* **Task to complete**
Look through the entries below, please, and copy every line with the word "existing".

-- Material shown follows --

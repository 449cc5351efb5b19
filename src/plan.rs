//! Job planning: enumerating the work set phase by phase.
//!
//! Jobs within a phase touch disjoint output paths and share no mutable
//! state; anything cross-cutting comes out of the phase-1 aggregation
//! snapshot. The planner streams jobs into a bounded channel instead of
//! materializing the whole list; a full dump has millions of story keys.

use rustc_hash::FxHashMap;

use crate::config::STORIES_PER_TASK;
use crate::error::{BuildError, BuildResult};
use crate::models::{AuthorKey, CategoryKey, SeriesKey, StoryKey, TagKind};
use crate::slug;
use crate::store::StoreHandle;

/// Build phases, in execution order. Later phases read aggregates the
/// story phase produced, so phases run to completion one at a time.
#[derive(Debug, Clone, Copy, PartialEq, Eq)]
pub enum Phase {
    Stories,
    Authors,
    Series,
    TagsAndCategories,
    Publishers,
    Global,
}

impl Phase {
    pub const ALL: [Phase; 6] = [
        Phase::Stories,
        Phase::Authors,
        Phase::Series,
        Phase::TagsAndCategories,
        Phase::Publishers,
        Phase::Global,
    ];

    pub fn name(&self) -> &'static str {
        match self {
            Phase::Stories => "stories",
            Phase::Authors => "authors",
            Phase::Series => "series",
            Phase::TagsAndCategories => "tags",
            Phase::Publishers => "publishers",
            Phase::Global => "global",
        }
    }
}

/// One unit of work for a render worker.
#[derive(Debug, Clone, PartialEq, Eq)]
pub enum Job {
    StoryBatch(Vec<StoryKey>),
    Author(AuthorKey),
    Series(SeriesKey),
    Tag { kind: TagKind, name: String },
    Category(CategoryKey),
    Publisher(String),
    /// Root redirect, landing, statistics, info pages and fixed assets.
    Global,
}

pub struct JobPlanner {
    store: StoreHandle,
}

impl JobPlanner {
    pub fn new(store: StoreHandle) -> Self {
        JobPlanner { store }
    }

    /// Number of jobs a phase will produce, for progress reporting.
    pub fn job_count(&self, phase: Phase) -> BuildResult<u64> {
        let count = match phase {
            Phase::Stories => {
                let stories = self.store.story_count().map_err(store_err)?;
                stories.div_ceil(STORIES_PER_TASK as u64)
            }
            Phase::Authors => self.store.authors().map_err(store_err)?.len() as u64,
            Phase::Series => self.store.series().map_err(store_err)?.len() as u64,
            Phase::TagsAndCategories => {
                let tags = self
                    .store
                    .tags()
                    .map_err(store_err)?
                    .iter()
                    .filter(|t| t.kind != TagKind::Category)
                    .count() as u64;
                tags + self.store.categories().map_err(store_err)?.len() as u64
            }
            Phase::Publishers => self.store.publishers().map_err(store_err)?.len() as u64,
            Phase::Global => 1,
        };
        Ok(count)
    }

    /// Stream the jobs of one phase into `sink`. The sink blocks when the
    /// job queue is full, which is the planner's backpressure.
    pub fn stream_phase(
        &self,
        phase: Phase,
        sink: &mut dyn FnMut(Job) -> BuildResult<()>,
    ) -> BuildResult<()> {
        match phase {
            Phase::Stories => {
                let mut after: Option<StoryKey> = None;
                loop {
                    let page = self
                        .store
                        .story_keys_page(after.as_ref(), STORIES_PER_TASK)
                        .map_err(store_err)?;
                    if page.is_empty() {
                        break;
                    }
                    after = page.last().cloned();
                    sink(Job::StoryBatch(page))?;
                }
            }
            Phase::Authors => {
                for author in self.store.authors().map_err(store_err)? {
                    sink(Job::Author(author))?;
                }
            }
            Phase::Series => {
                for series in self.store.series().map_err(store_err)? {
                    sink(Job::Series(series))?;
                }
            }
            Phase::TagsAndCategories => {
                for tag in self.store.tags().map_err(store_err)? {
                    if tag.kind == TagKind::Category {
                        continue;
                    }
                    sink(Job::Tag {
                        kind: tag.kind,
                        name: tag.name,
                    })?;
                }
                for category in self.store.categories().map_err(store_err)? {
                    sink(Job::Category(category))?;
                }
            }
            Phase::Publishers => {
                for publisher in self.store.publishers().map_err(store_err)? {
                    sink(Job::Publisher(publisher))?;
                }
            }
            Phase::Global => {
                sink(Job::Global)?;
            }
        }
        Ok(())
    }

    /// Detect slug collisions: two distinct names in the same scope class
    /// mapping to the same URL slug would silently overwrite each other's
    /// pages, so this is a fatal plan error.
    pub fn check_slugs(&self) -> BuildResult<()> {
        let mut seen: FxHashMap<String, String> = FxHashMap::default();
        let mut check = |scope: String, name: &str| -> BuildResult<()> {
            let key = format!("{}/{}", scope, slug::normalize(name));
            match seen.get(&key) {
                Some(existing) if existing != name => Err(BuildError::Plan(format!(
                    "slug collision in {}: '{}' and '{}' both normalize to '{}'",
                    scope,
                    existing,
                    name,
                    slug::normalize(name),
                ))),
                Some(_) => Ok(()),
                None => {
                    seen.insert(key, name.to_string());
                    Ok(())
                }
            }
        };

        for tag in self.store.tags().map_err(store_err)? {
            check(format!("tag/{}", tag.kind.as_str()), &tag.name)?;
        }
        for category in self.store.categories().map_err(store_err)? {
            check(format!("category/{}", category.publisher), &category.name)?;
        }
        for author in self.store.authors().map_err(store_err)? {
            check(format!("author/{}", author.publisher), &author.name)?;
        }
        for series in self.store.series().map_err(store_err)? {
            check(format!("series/{}", series.publisher), &series.name)?;
        }
        Ok(())
    }
}

fn store_err(err: anyhow::Error) -> BuildError {
    BuildError::Store(err.to_string())
}
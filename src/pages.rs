//! Per-entity page rendering: entities in, [`Artifact`]s out.
//!
//! Workers fetch and order the data, the functions here expand it through
//! the template registry and attach paths, titles and hints. Nothing in
//! this module performs I/O.

use serde::Serialize;

use crate::aggregate::{ChartData, StoryListStats};
use crate::config::{CATEGORIES_PER_PAGE, STORIES_PER_PAGE};
use crate::error::BuildResult;
use crate::models::{Story, StorySummary, TagKind};
use crate::queue::Artifact;
use crate::search::SearchCorpus;
use crate::templates::{self, render, RenderOptions, Template};

/// Payload of a story's `preview.json`, consumed by the client search
/// script when it hydrates result placeholders.
#[derive(Debug, Clone, PartialEq, Serialize)]
pub struct PreviewData {
    pub title: String,
    pub publisher: String,
    pub id: i64,
    pub author: String,
    pub categories: Vec<String>,
    pub tags: Vec<(String, String)>,
    pub updated: String,
    pub summary: String,
    pub language: String,
    pub status: String,
    pub words: u64,
    pub chapters: u32,
    pub score: i64,
    pub series: Vec<(String, u32)>,
    pub rating: String,
}

impl PreviewData {
    pub fn from_story(story: &Story) -> Self {
        let summary = story.summarize();
        PreviewData {
            title: story.title.clone(),
            publisher: story.publisher.clone(),
            id: story.id,
            author: story.author.clone(),
            categories: summary
                .explicit_categories()
                .map(|c| c.name.clone())
                .collect(),
            tags: summary
                .ordered_visible_tags()
                .iter()
                .map(|t| (t.kind.as_str().to_string(), t.name.clone()))
                .collect(),
            updated: story.updated.format("%Y-%m-%d").to_string(),
            summary: story.summary.clone(),
            language: story.language.clone(),
            status: story.status.as_str().to_string(),
            words: story.total_words(),
            chapters: story.chapters.len() as u32,
            score: story.score,
            series: story.series.iter().map(|s| (s.name.clone(), s.index)).collect(),
            rating: story.rating_title(),
        }
    }
}

/// Render everything a single story produces: one page per chapter, the
/// chapter listing, `preview.json` and the bare-path redirect.
pub fn render_story(story: &Story, options: &RenderOptions) -> BuildResult<Vec<Artifact>> {
    story.validate()?;
    let base = templates::story_path(&story.publisher, story.id);
    let mut artifacts = Vec::with_capacity(story.chapters.len() + 3);
    for chapter in &story.chapters {
        let page = render(&Template::Chapter {
            story,
            chapter,
            options,
        });
        artifacts.push(Artifact::html(
            format!("{}/{}", base, chapter.index),
            format!(
                "{} by {} - Chapter {} - {}",
                story.title, story.author, chapter.index, chapter.title
            ),
            page,
            chapter.index == 1,
        ));
    }
    artifacts.push(Artifact::html(
        format!("{}/index", base),
        format!(
            "{} by {} on {} - List of chapters",
            story.title, story.author, story.publisher
        ),
        render(&Template::ChapterIndex { story }),
        false,
    ));
    artifacts.push(Artifact::json(
        format!("{}/preview.json", base),
        format!("{} - preview data", story.title),
        &PreviewData::from_story(story),
    )?);
    artifacts.push(Artifact::redirect(
        format!("{}/", base),
        format!("{} by {} on {}", story.title, story.author, story.publisher),
        format!("{}/1", base),
        false,
    ));
    Ok(artifacts)
}

/// Split `stories` into list pages of [`STORIES_PER_PAGE`]. Always at
/// least one (possibly empty) page so the redirect target exists.
fn list_pages(stories: &[StorySummary]) -> Vec<&[StorySummary]> {
    if stories.is_empty() {
        return vec![&[]];
    }
    stories.chunks(STORIES_PER_PAGE).collect()
}

struct ListScope<'a> {
    /// Path prefix without trailing slash, e.g. `tag/genre/Romance`.
    base: String,
    title: &'a str,
    heading: &'a str,
    intro: String,
}

/// Shared paginated-list emission for authors, tags and categories.
fn render_list_scope(
    scope: ListScope<'_>,
    stories: &[StorySummary],
    chart: &ChartData,
) -> BuildResult<Vec<Artifact>> {
    let pages = list_pages(stories);
    let num_pages = pages.len() as u32;
    let mut artifacts = Vec::with_capacity(pages.len() + 2);
    artifacts.push(Artifact::redirect(
        format!("{}/", scope.base),
        scope.title,
        format!("{}/1", scope.base),
        true,
    ));
    for (i, chunk) in pages.iter().enumerate() {
        let cur_page = i as u32 + 1;
        let intro = if cur_page == 1 { scope.intro.as_str() } else { "" };
        let page = render(&Template::StoryList {
            title: scope.title,
            heading: scope.heading,
            intro,
            stories: chunk,
            cur_page,
            num_pages,
            to_root: "../../..",
        });
        artifacts.push(Artifact::html(
            format!("{}/{}", scope.base, cur_page),
            format!("{} - Page {}", scope.title, cur_page),
            page,
            false,
        ));
    }
    artifacts.push(Artifact::json(
        format!("{}/storyupdates.json", scope.base),
        format!("{} - update chart data", scope.title),
        chart,
    )?);
    Ok(artifacts)
}

/// Search block placed on the first list page of searchable scopes.
fn search_intro() -> String {
    "<div id=\"search\" class=\"search\"></div>\
     <script src=\"../../../scripts/search.js\"></script>"
        .to_string()
}

fn search_artifacts(base: &str, title: &str, corpus: &SearchCorpus) -> BuildResult<Vec<Artifact>> {
    let mut artifacts = Vec::with_capacity(corpus.shards.len() + 1);
    artifacts.push(Artifact::json(
        format!("{}/search_header.json", base),
        format!("{} - search header", title),
        &corpus.header,
    )?);
    for (i, shard) in corpus.shards.iter().enumerate() {
        artifacts.push(Artifact::json(
            format!("{}/search_content_{}.json", base, i),
            format!("{} - search content {}", title, i),
            shard,
        )?);
    }
    Ok(artifacts)
}

/// Render an author: paginated story list, alt-identity links, chart data.
pub fn render_author(
    publisher: &str,
    name: &str,
    url: Option<&str>,
    alt_publishers: &[String],
    stories: &[StorySummary],
    chart: &ChartData,
    options: &RenderOptions,
) -> BuildResult<Vec<Artifact>> {
    let mut intro = String::new();
    if !alt_publishers.is_empty() {
        let links: Vec<String> = alt_publishers
            .iter()
            .map(|p| {
                format!(
                    "<a href=\"../../../{}1\">{}</a>",
                    templates::author_path(p, name) + "/",
                    crate::html::escape(p)
                )
            })
            .collect();
        intro.push_str(&format!(
            "<p class=\"alt-identities\">Also writes on: {}</p>",
            links.join(", ")
        ));
    }
    if options.include_external_links {
        if let Some(url) = url {
            intro.push_str(&format!(
                "<p class=\"author-source\"><a href=\"{}\" rel=\"external\">Profile on {}</a></p>",
                crate::html::escape(url),
                crate::html::escape(publisher)
            ));
        }
    }
    let title = format!("Author {} on {}", name, publisher);
    render_list_scope(
        ListScope {
            base: templates::author_path(publisher, name),
            title: &title,
            heading: &title,
            intro,
        },
        stories,
        chart,
    )
}

/// Render a tag scope: list pages, stats page, chart data and (when the
/// scope is searchable) the search corpus.
pub fn render_tag(
    kind: TagKind,
    name: &str,
    stories: &[StorySummary],
    stats: &StoryListStats,
    chart: &ChartData,
    corpus: Option<&SearchCorpus>,
) -> BuildResult<Vec<Artifact>> {
    let base = templates::tag_path(kind, name);
    let title = format!("Stories tagged '{}' [{}]", name, kind.as_str());
    scope_with_stats(base, title, stories, stats, chart, corpus)
}

/// Render a category scope; same shape as a tag, scoped by publisher.
pub fn render_category(
    publisher: &str,
    name: &str,
    stories: &[StorySummary],
    stats: &StoryListStats,
    chart: &ChartData,
    corpus: Option<&SearchCorpus>,
) -> BuildResult<Vec<Artifact>> {
    let base = templates::category_path(publisher, name);
    let title = format!("Category: {} on {}", name, publisher);
    scope_with_stats(base, title, stories, stats, chart, corpus)
}

fn scope_with_stats(
    base: String,
    title: String,
    stories: &[StorySummary],
    stats: &StoryListStats,
    chart: &ChartData,
    corpus: Option<&SearchCorpus>,
) -> BuildResult<Vec<Artifact>> {
    let mut intro =
        String::from("<p class=\"scope-links\"><a href=\"stats\">Statistics</a></p>");
    if corpus.is_some() {
        intro.push_str(&search_intro());
    }
    let mut artifacts = render_list_scope(
        ListScope {
            base: base.clone(),
            title: &title,
            heading: &title,
            intro,
        },
        stories,
        chart,
    )?;
    artifacts.push(Artifact::html(
        format!("{}/stats", base),
        format!("{} - Statistics", title),
        render(&Template::StatsPage {
            heading: &title,
            stats,
            to_root: "../../..",
        }),
        false,
    ));
    if let Some(corpus) = corpus {
        artifacts.extend(search_artifacts(&base, &title, corpus)?);
    }
    Ok(artifacts)
}

/// Render a series page with its ordered members, plus chart data.
pub fn render_series(
    publisher: &str,
    name: &str,
    members: &[(u32, StorySummary)],
    chart: &ChartData,
) -> BuildResult<Vec<Artifact>> {
    let base = templates::series_path(publisher, name);
    let title = format!("Series: '{}' on {}", name, publisher);
    let page = render(&Template::SeriesPage {
        publisher,
        name,
        members,
    });
    Ok(vec![
        Artifact::html(format!("{}/", base), title.clone(), page, true),
        Artifact::json(
            format!("{}/storyupdates.json", base),
            format!("{} - update chart data", title),
            chart,
        )?,
    ])
}

/// Render a publisher landing page plus the paginated category listing.
pub fn render_publisher(
    name: &str,
    story_count: u64,
    word_count: u64,
    categories: &[(String, u64)],
    chart: &ChartData,
) -> BuildResult<Vec<Artifact>> {
    let category_pages: Vec<&[(String, u64)]> = if categories.is_empty() {
        vec![&[]]
    } else {
        categories.chunks(CATEGORIES_PER_PAGE).collect()
    };
    let num_pages = category_pages.len() as u32;
    let mut artifacts = Vec::with_capacity(category_pages.len() + 2);
    let landing = render(&Template::PublisherPage {
        name,
        story_count,
        word_count,
        categories: &categories[..categories.len().min(CATEGORIES_PER_PAGE)],
        num_category_pages: num_pages,
    });
    artifacts.push(Artifact::html(
        templates::publisher_path(name),
        format!("Publisher: {}", name),
        landing,
        true,
    ));
    for (i, chunk) in category_pages.iter().enumerate() {
        let cur_page = i as u32 + 1;
        artifacts.push(Artifact::html(
            format!("publisher/{}/categories/{}", name, cur_page),
            format!("Categories on {} - Page {}", name, cur_page),
            render(&Template::CategoryListPage {
                publisher: name,
                categories: chunk,
                cur_page,
                num_pages,
            }),
            false,
        ));
    }
    artifacts.push(Artifact::json(
        format!("publisher/{}/storyupdates.json", name),
        format!("Publisher {} - update chart data", name),
        chart,
    )?);
    Ok(artifacts)
}

/// Render the global pages: root redirect, landing, statistics, info.
pub fn render_global(
    publishers: &[(String, u64)],
    stats: &StoryListStats,
    chart: &ChartData,
) -> BuildResult<Vec<Artifact>> {
    Ok(vec![
        Artifact::redirect("", "ZimFiction", "index.html", true),
        Artifact::json(
            "storyupdates.json",
            "Global update chart data",
            chart,
        )?,
        Artifact::html(
            "index.html",
            "Welcome to ZimFiction!",
            render(&Template::IndexPage { publishers }),
            true,
        ),
        Artifact::html(
            "statistics.html",
            "Statistics",
            render(&Template::StatisticsPage { stats }),
            true,
        ),
        Artifact::html("info/index.html", "About", render(&Template::InfoIndex), false),
        Artifact::html(
            "info/acknowledgements.html",
            "Acknowledgements",
            render(&Template::Acknowledgements),
            false,
        ),
    ])
}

-- Material shown concluded --

* **Written response**
                Some(existing) if existing != name => Err(BuildError::Plan(format!(
                    existing,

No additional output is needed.